In a small, almost house-looking spot in Vanier, Ken Trowsse has created a safe-haven for retro gamers, Cash For Games Canada.

With the slogan “not your average video game store”, the business specializes in the buying and selling of classic video games. From your average Super Mario Bros. to rare games that are priced in the several hundreds of dollars, Cash For Games has a plethora of options to satisfy even the most particular palette of gamer.

Trowsse, 32, opened the business in August 2014 because he thought he could fill the void in gaming retail in Ottawa.

“I decided to open the store because I knew I could better the local gamer’s retail experience by providing a wider range of products at better prices,” says Trowsse.

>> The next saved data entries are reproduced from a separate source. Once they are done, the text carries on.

//! Safety interlock: connection, arming and emergency-stop state machine.
//!
//! Exactly one [`SafetyState`] is current. Motors may only run in
//! `ConnectedArmed`. `EmergencyStop` is reachable from every state and stays
//! latched across disconnects and reconnects until explicitly cleared.
//!
//! Time is never read here; callers pass a monotonic millisecond timestamp.

use std::fmt;

#[derive(Debug, Clone, Copy, PartialEq, Eq, Hash)]
pub enum SafetyState {
    Disconnected,
    ConnectedDisarmed,
    ConnectedArmed,
    EmergencyStop,
}

impl SafetyState {
    pub fn as_str(self) -> &'static str {
        match self {
            SafetyState::Disconnected => "disconnected",
            SafetyState::ConnectedDisarmed => "connected_disarmed",
            SafetyState::ConnectedArmed => "connected_armed",
            SafetyState::EmergencyStop => "emergency_stop",
        }
    }
}

impl fmt::Display for SafetyState {
    fn fmt(&self, f: &mut fmt::Formatter<'_>) -> fmt::Result {
        f.write_str(self.as_str())
    }
}

/// Last-activity timestamp plus a fixed inactivity window.
#[derive(Debug, Clone, Copy, PartialEq, Eq)]
pub struct WatchdogClock {
    last_activity_ms: u64,
    timeout_ms: u64,
}

impl WatchdogClock {
    pub fn new(timeout_ms: u64) -> Self {
        Self {
            last_activity_ms: 0,
            timeout_ms,
        }
    }

    #[inline]
    pub fn touch(&mut self, now_ms: u64) {
        self.last_activity_ms = now_ms;
    }

    #[inline]
    pub fn elapsed(&self, now_ms: u64) -> u64 {
        now_ms.saturating_sub(self.last_activity_ms)
    }

    /// Expired once strictly more than `timeout_ms` has passed.
    #[inline]
    pub fn expired(&self, now_ms: u64) -> bool {
        self.elapsed(now_ms) > self.timeout_ms
    }

    pub fn timeout_ms(&self) -> u64 {
        self.timeout_ms
    }

    pub fn last_activity_ms(&self) -> u64 {
        self.last_activity_ms
    }
}

#[derive(Debug, Clone)]
pub struct SafetyGate {
    state: SafetyState,
    connected: bool,
    watchdog: WatchdogClock,
}

impl SafetyGate {
    pub fn new(watchdog_timeout_ms: u64) -> Self {
        Self {
            state: SafetyState::Disconnected,
            connected: false,
            watchdog: WatchdogClock::new(watchdog_timeout_ms),
        }
    }

    /// Back to power-on state: disconnected, activity clock anchored at `now_ms`.
    pub fn reset(&mut self, now_ms: u64) {
        self.state = SafetyState::Disconnected;
        self.connected = false;
        self.watchdog.touch(now_ms);
    }

    pub fn state(&self) -> SafetyState {
        self.state
    }

    pub fn is_connected(&self) -> bool {
        self.connected
    }

    pub fn is_armed(&self) -> bool {
        self.state == SafetyState::ConnectedArmed
    }

    pub fn is_emergency_stop(&self) -> bool {
        self.state == SafetyState::EmergencyStop
    }

    pub fn can_operate_motors(&self) -> bool {
        self.state == SafetyState::ConnectedArmed
    }

    pub fn watchdog(&self) -> &WatchdogClock {
        &self.watchdog
    }

    pub fn time_since_last_activity(&self, now_ms: u64) -> u64 {
        self.watchdog.elapsed(now_ms)
    }

    /// Takes effect on the next `update`; the last activity mark is kept.
    pub fn set_watchdog_timeout(&mut self, timeout_ms: u64) {
        self.watchdog.timeout_ms = timeout_ms;
    }

    /// Level-triggered watchdog check, run once per cycle.
    pub fn update(&mut self, now_ms: u64) {
        if !self.connected || self.state == SafetyState::EmergencyStop {
            return;
        }
        if self.watchdog.expired(now_ms) {
            tracing::warn!(
                idle_ms = self.watchdog.elapsed(now_ms),
                timeout_ms = self.watchdog.timeout_ms,
                "controller watchdog expired"
            );
            self.connected = false;
            self.transition(SafetyState::Disconnected, "watchdog");
        }
    }

    pub fn connect(&mut self, now_ms: u64) {
        self.connected = true;
        self.watchdog.touch(now_ms);
        if self.state == SafetyState::Disconnected {
            self.transition(SafetyState::ConnectedDisarmed, "connect");
        }
    }

    pub fn disconnect(&mut self) {
        self.connected = false;
        if matches!(
            self.state,
            SafetyState::ConnectedDisarmed | SafetyState::ConnectedArmed
        ) {
            self.transition(SafetyState::Disconnected, "disconnect");
        }
    }

    /// Traffic from a connected source; resets the watchdog, never changes state.
    pub fn record_activity(&mut self, now_ms: u64) {
        self.watchdog.touch(now_ms);
    }

    pub fn arm(&mut self) {
        if self.connected && self.state == SafetyState::ConnectedDisarmed {
            self.transition(SafetyState::ConnectedArmed, "arm");
        }
    }

    pub fn disarm(&mut self) {
        if self.state == SafetyState::ConnectedArmed {
            self.transition(SafetyState::ConnectedDisarmed, "disarm");
        }
    }

    pub fn trigger_emergency_stop(&mut self) {
        if self.state != SafetyState::EmergencyStop {
            self.transition(SafetyState::EmergencyStop, "emergency stop");
        }
    }

    /// Leave `EmergencyStop`, routed by whether a controller is still linked.
    pub fn clear_emergency_stop(&mut self) {
        if self.state != SafetyState::EmergencyStop {
            return;
        }
        let next = if self.connected {
            SafetyState::ConnectedDisarmed
        } else {
            SafetyState::Disconnected
        };
        self.transition(next, "emergency stop cleared");
    }

    fn transition(&mut self, to: SafetyState, cause: &'static str) {
        let from = self.state;
        self.state = to;
        if to == SafetyState::EmergencyStop {
            tracing::warn!(%from, %to, cause, "safety state change");
        } else {
            tracing::info!(%from, %to, cause, "safety state change");
        }
    }
}

impl Default for SafetyGate {
    fn default() -> Self {
        Self::new(crate::config::SafetyCfg::default().watchdog_timeout_ms)
    }
}
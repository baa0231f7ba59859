//! `From` implementations bridging `rover_config` types to `rover_core` types.

use crate::config::{LoopCfg, SafetyCfg, TransformCfg};

impl From<&rover_config::ControlCfg> for TransformCfg {
    fn from(c: &rover_config::ControlCfg) -> Self {
        Self {
            deadzone: c.deadzone,
            min_speed: c.min_speed,
            max_speed: c.max_speed,
        }
    }
}

impl From<&rover_config::Safety> for SafetyCfg {
    fn from(c: &rover_config::Safety) -> Self {
        Self {
            watchdog_timeout_ms: c.watchdog_timeout_ms,
        }
    }
}

impl From<&rover_config::RunnerCfg> for LoopCfg {
    fn from(c: &rover_config::RunnerCfg) -> Self {
        Self { tick_hz: c.tick_hz }
    }
}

Apparently Trowsse was right, doubling his estimated sales in his first year.

Trowsse also says that CFG is the best choice in Ottawa for one reason: the games.

“If you have ever visited some of the other local establishments, you’ve seen the selection. It’s almost non-existent,” says Trowsse.

“We strive on always having many of the games that the public want to play.”


If you’re not in the market to purchase, Cash For Games offers to buy your old and new video games should you be wishing to part ways.

Vanier too far away? Trowsse has just opened another store called last week called GameZetera. Trowsse is very excited about his new location.

“GameZetera is three times larger than CFG and carries a wider selection of games and gamer related products,” he says. “I have so much more space there that I can bring in many other geeky elements like gaming & card tournaments.”

Trowsse himself enjoys running his own business, saying it’s a rewarding experience.

“You get to give back a piece of peoples childhood. Now that we’re older, we have our own lives and source of income,” says Trowsse.

“Mom isn’t around to say ‘No’ anymore.”